TLR signaling is required for Salmonella typhimurium virulence

Abstract

Toll-like receptors (TLRs) contribute to host resistance to microbial pathogens and can drive the evolution of virulence mechanisms. We have examined the relationship between host resistance and pathogen virulence using mice with a functional allele of the nramp-1 gene and lacking combinations of TLRs. Mice deficient in both TLR2 and TLR4 were highly susceptible to the intracellular bacterial pathogen Salmonella typhimurium, consistent with reduced innate immune function. However, mice lacking additional TLRs involved in S. typhimurium recognition were less susceptible to infection. In these TLR-deficient cells, bacteria failed to upregulate Salmonella pathogenicity island 2 (SPI-2) genes and did not form a replicative compartment. We demonstrate that TLR signaling enhances the rate of acidification of the Salmonella-containing phagosome, and inhibition of this acidification prevents SPI-2 induction. Our results indicate that S. typhimurium requires cues from the innate immune system to regulate virulence genes necessary for intracellular survival, growth, and systemic infection.

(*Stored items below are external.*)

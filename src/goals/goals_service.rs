use super::goals_model::{Goal, GoalForecast, GoalStatistics, GoalStatus, GoalUrgency};
use super::goals_traits::{GoalForecastServiceTrait, GoalRepositoryTrait};
use crate::constants::{DISPLAY_DECIMAL_PRECISION, GOAL_NEAR_DUE_DAYS};
use crate::metrics::{clamp_percentage, percentage_to_f64, safe_divide, safe_percentage};
use crate::Result;

use chrono::{NaiveDate, Utc};
use log::debug;
use rust_decimal::Decimal;
use std::sync::Arc;

pub struct GoalForecastService {
    goal_repository: Arc<dyn GoalRepositoryTrait>,
}

impl GoalForecastService {
    pub fn new(goal_repository: Arc<dyn GoalRepositoryTrait>) -> Self {
        GoalForecastService { goal_repository }
    }
}

/// Derives the forecast figures for one goal as of `today`.
///
/// Progress is clamped to [0, 100] and a zero target yields zero progress.
/// Overdue and near due can never hold at the same time: a past deadline
/// leaves no positive days remaining.
pub fn forecast_goal(goal: &Goal, today: NaiveDate) -> GoalForecast {
    let progress = clamp_percentage(safe_percentage(goal.current_amount, goal.target_amount));
    let remaining = (goal.target_amount - goal.current_amount).max(Decimal::ZERO);

    let days_remaining = goal.deadline.map(|deadline| (deadline - today).num_days());

    let required_daily_saving = match days_remaining {
        Some(days) if days > 0 => safe_divide(remaining, Decimal::from(days)),
        _ => Decimal::ZERO,
    };

    let is_overdue = goal
        .deadline
        .map(|deadline| deadline < today && !goal.is_completed())
        .unwrap_or(false);
    let is_near_due = days_remaining
        .map(|days| days > 0 && days <= GOAL_NEAR_DUE_DAYS)
        .unwrap_or(false);

    let urgency = if is_overdue {
        GoalUrgency::Overdue
    } else if is_near_due {
        GoalUrgency::NearDue
    } else {
        GoalUrgency::Normal
    };

    GoalForecast {
        goal_id: goal.id.clone(),
        name: goal.name.clone(),
        status: goal.status,
        target_amount: goal.target_amount,
        current_amount: goal.current_amount,
        progress_percentage: percentage_to_f64(progress),
        remaining_amount: remaining,
        deadline: goal.deadline,
        days_remaining,
        required_daily_saving: required_daily_saving.round_dp(DISPLAY_DECIMAL_PRECISION),
        is_overdue,
        is_near_due,
        urgency,
    }
}

#[async_trait::async_trait]
impl GoalForecastServiceTrait for GoalForecastService {
    async fn get_forecasts(
        &self,
        user_id: &str,
        status: Option<GoalStatus>,
    ) -> Result<Vec<GoalForecast>> {
        let today = Utc::now().naive_utc().date();
        let goals = self.goal_repository.get_goals(user_id, status).await?;
        Ok(goals.iter().map(|g| forecast_goal(g, today)).collect())
    }

    async fn get_forecast(&self, user_id: &str, goal_id: &str) -> Result<GoalForecast> {
        let today = Utc::now().naive_utc().date();
        let mut goal = self
            .goal_repository
            .get_goal(user_id, goal_id)
            .await?
            .ok_or_else(|| crate::Error::NotFound(format!("Goal {}", goal_id)))?;

        // The accumulated amount is recalculated from the contribution trail
        // on demand rather than trusted from a cached column.
        let contributions = self.goal_repository.get_contributions(goal_id).await?;
        goal.current_amount = contributions.iter().map(|c| c.amount).sum();
        debug!(
            "Recalculated goal {} from {} contributions",
            goal_id,
            contributions.len()
        );

        Ok(forecast_goal(&goal, today))
    }

    async fn get_statistics(&self, user_id: &str) -> Result<GoalStatistics> {
        let today = Utc::now().naive_utc().date();
        let goals = self.goal_repository.get_goals(user_id, None).await?;

        let mut stats = GoalStatistics {
            total_count: goals.len() as i64,
            active_count: 0,
            completed_count: 0,
            paused_count: 0,
            near_due_count: 0,
            total_target: Decimal::ZERO,
            total_accumulated: Decimal::ZERO,
            total_remaining: Decimal::ZERO,
            average_progress: 0.0,
            completion_percentage: 0.0,
            accumulated_percentage: 0.0,
        };

        let mut progress_sum = Decimal::ZERO;
        for goal in &goals {
            match goal.status {
                GoalStatus::Active => stats.active_count += 1,
                GoalStatus::Completed => stats.completed_count += 1,
                GoalStatus::Paused => stats.paused_count += 1,
            }

            let forecast = forecast_goal(goal, today);
            if forecast.is_near_due {
                stats.near_due_count += 1;
            }

            stats.total_target += goal.target_amount;
            stats.total_accumulated += goal.current_amount;
            stats.total_remaining += forecast.remaining_amount;
            progress_sum += clamp_percentage(safe_percentage(
                goal.current_amount,
                goal.target_amount,
            ));
        }

        stats.average_progress = percentage_to_f64(safe_divide(
            progress_sum,
            Decimal::from(stats.total_count),
        ));
        stats.completion_percentage = percentage_to_f64(safe_percentage(
            Decimal::from(stats.completed_count),
            Decimal::from(stats.total_count),
        ));
        stats.accumulated_percentage = percentage_to_f64(safe_percentage(
            stats.total_accumulated,
            stats.total_target,
        ));

        Ok(stats)
    }
}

Figure 1. Multiple TLRs recognize products of S. typhimurium

(A) HEK293 cells expressing the indicated TLRs or TLR accessory proteins together with an NF-κB luciferase reporter were treated with heat-killed wildtype LT2 S. typhimurium (S.t.), flagellin-deficient LT2 (S.t.ΔfljB/fliC), or genomic DNA isolated from flagellin-deficient LT2. Luciferase activity was measured after 8h. Relative MOI range: 100 to 3.125, DNA concentration: 375 ng/mL to 12.5 ng/mL. Data are representative of 2 independent experiments and shown as mean +/− SEM. LPS, lipopolysaccharide; Fla, flagellin; BLP, bacterial lipopeptide. (B) BMMs differentiated from the indicated mice were treated overnight with 100 U/mL recombinant IFN-γ and infected the next morning with wildtype S. typhimurium (SL1344) at the indicated MOI. Nitrite production was measured 36h post-infection by Griess assay. Data are representative of 3 independent experiments and presented as mean +/− SD. (C) BMMs were infected as in (B) at an MOI of 5 for 8h, followed by intracellular cytokine staining for TNF. Percent TNF-positive cells are indicated in each panel. Data are representative of 3 independent experiments. (D) BMMs pre-treated for 2h with bafilomycinA1 or DMSO vehicle were infected with S. typhimurium (SL1344) at an MOI of 5 for 6h. Cells were processed and stained for intracellular cytokine staining as in (C).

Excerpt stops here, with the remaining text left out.